Q: The two citations for “jerkwater” in my dictionary refer to remote, unimportant towns. Are there other uses for the word? And does it refer to pulling down the arm of a water tank or some other kind of jerking?
A: The term “jerkwater” was originally an adjective that described a stagecoach, train, or other conveyance serving a remote provincial area, according to the Random House Historical Dictionary of American Slang.
The earliest example of the usage in Random House is from the March 1869 issue of the Overland Monthly, a California-based magazine published by Bret Harte.
The citation describes mules and oxen carrying mining supplies as “ ‘jerkwater’ stages, which had been three or four days making the trip of one hundred and ten miles.”
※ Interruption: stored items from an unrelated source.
//! Talon CI scheduling server.

use anyhow::Context;
use clap::Parser;
use std::path::PathBuf;
use std::sync::Arc;
use talon_core::events::Event;
use talon_scheduler::{Scheduler, SystemClock};
use talon_store::{BroadcastEventBus, Store};
use tokio::sync::broadcast;
use tokio::task::JoinHandle;
use tracing::{debug, info, warn};
use tracing_subscriber::EnvFilter;

mod config;
mod seed;

use config::{LogFormat, ServerConfig};
use seed::SeedFile;

#[derive(Parser)]
#[command(name = "talond")]
#[command(author, version, about = "Talon CI scheduling server", long_about = None)]
struct Cli {
    /// Path to the server configuration file.
    #[arg(short, long, default_value = "talon.yaml")]
    config: PathBuf,

    /// Emit logs as JSON lines.
    #[arg(long)]
    json_logs: bool,

    /// YAML file of pipeline definitions and agents to preload.
    #[arg(long)]
    seed: Option<PathBuf>,
}

#[tokio::main]
async fn main() -> anyhow::Result<()> {
    let cli = Cli::parse();

    let config = ServerConfig::from_file(&cli.config)
        .with_context(|| format!("failed to load config from {}", cli.config.display()))?;
    init_tracing(cli.json_logs || config.log_format == LogFormat::Json);

    let scheduler_config = config
        .scheduler_config()
        .context("invalid scheduler configuration")?;

    let store = Store::new();
    let event_bus = Arc::new(BroadcastEventBus::new());
    let scheduler = Arc::new(Scheduler::new(
        scheduler_config,
        store.pipelines.clone(),
        store.agents.clone(),
        store.definitions.clone(),
        event_bus.clone(),
        Arc::new(SystemClock),
    ));

    if let Some(path) = &cli.seed {
        SeedFile::from_file(path)?.apply(&store, &scheduler).await?;
    }

    let events = spawn_event_log(event_bus.subscribe());
    let handle = scheduler.clone().spawn();
    info!(config = %cli.config.display(), "talond started");

    tokio::signal::ctrl_c()
        .await
        .context("failed to listen for shutdown signal")?;
    info!("Shutdown signal received");

    handle.shutdown().await;
    events.abort();
    info!("talond stopped");
    Ok(())
}

fn init_tracing(json: bool) {
    let filter =
        EnvFilter::try_from_default_env().unwrap_or_else(|_| EnvFilter::new("info,talon=debug"));
    let builder = tracing_subscriber::fmt().with_env_filter(filter);

    if json {
        builder.json().init();
    } else {
        builder.init();
    }
}

/// Log every domain event until the bus closes.
fn spawn_event_log(mut rx: broadcast::Receiver<Event>) -> JoinHandle<()> {
    tokio::spawn(async move {
        loop {
            match rx.recv().await {
                Ok(event) => debug!(subject = %event.subject(), ?event, "Event"),
                Err(broadcast::error::RecvError::Lagged(skipped)) => {
                    warn!(skipped, "Event log fell behind");
                }
                Err(broadcast::error::RecvError::Closed) => break,
            }
        }
    })
}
The dictionary’s next example of the adjectival usage—from the May 15, 1909, issue of the Saturday Evening Post—uses the word to describe a railroad train:
“The farther along Flagg got in the list the more disgusted he became with the prospect of living on jerk-water trains.” (We’ve gone to the original to expand the Random House citation.)
The slang dictionary also has examples of “jerkwater” used as a noun for a stagecoach or train serving a rural area. The first citation for the noun is from The Sazerac Lying Club, an 1878 book by Fred H. Hart:
“I wish I may be runned over by a two-horse jerk-water if there was a sage-hen in sight.”
And here’s a 1905 example—from Dialect Notes, a publication of the American Dialect Society—of the noun used for a train: “Jerkwater (train), n. Train on a branch railway. ‘Has the jerkwater come in yet?’ ”
Why was a train serving a remote area called a “jerkwater”? The Oxford English Dictionary points the reader to this explanation in Santa Fe: The Railroad That Built an Empire, a 1945 book by James Marshall:
“The Santa Fe was the Jerkwater Line—because train crews, when the water got low, often had to stop by a creek, form a bucket brigade and jerk water from the stream to fill the tender tank.”
By the late 19th century, the term “jerkwater” was also being used as an adjective to describe something provincial or insignificant, according to Random House.
The dictionary’s first citation for this usage is from the July 25, 1897, issue of the Chicago Tribune: “John J. Ingalls regards the Swiss mission as a jerkwater job, and would not take it if it were offered to him.”
The first Random House example of the adjective used to describe a small town is from “Above the Law,” a 1918 short story by Max Brand: “A jerk-water shanty village like Three Rivers.”
Interestingly, the dictionary’s earliest example of “jerkwater” used as a noun for a small town (from a June 1927 issue of the journal American Speech) suggests the usage was already on the way out:
“The advent of gasoline … has brought the expression filling-station to take the place of tank town or jerkwater.”
You’ve also asked about other uses for the word. Random House has many examples of the term used broadly to mean insignificant: “jerkwater hotels” (1936), “jerkwater cowcollege” (1938-39), “jerk water country” (1953), “jerkwater paper” (1983), and so on.
By the way, the word “hick” in the title of this post is derived from an old nickname for someone called Richard.
In the mid-1500s, according to the OED, the nickname came to mean “an ignorant countryman; a silly fellow, booby.” By the early 20th century, the term was being used adjectivally to mean unsophisticated or provincial.
Although the provincial sense of “hick” originated in Britain, Oxford says, it’s now chiefly an American usage.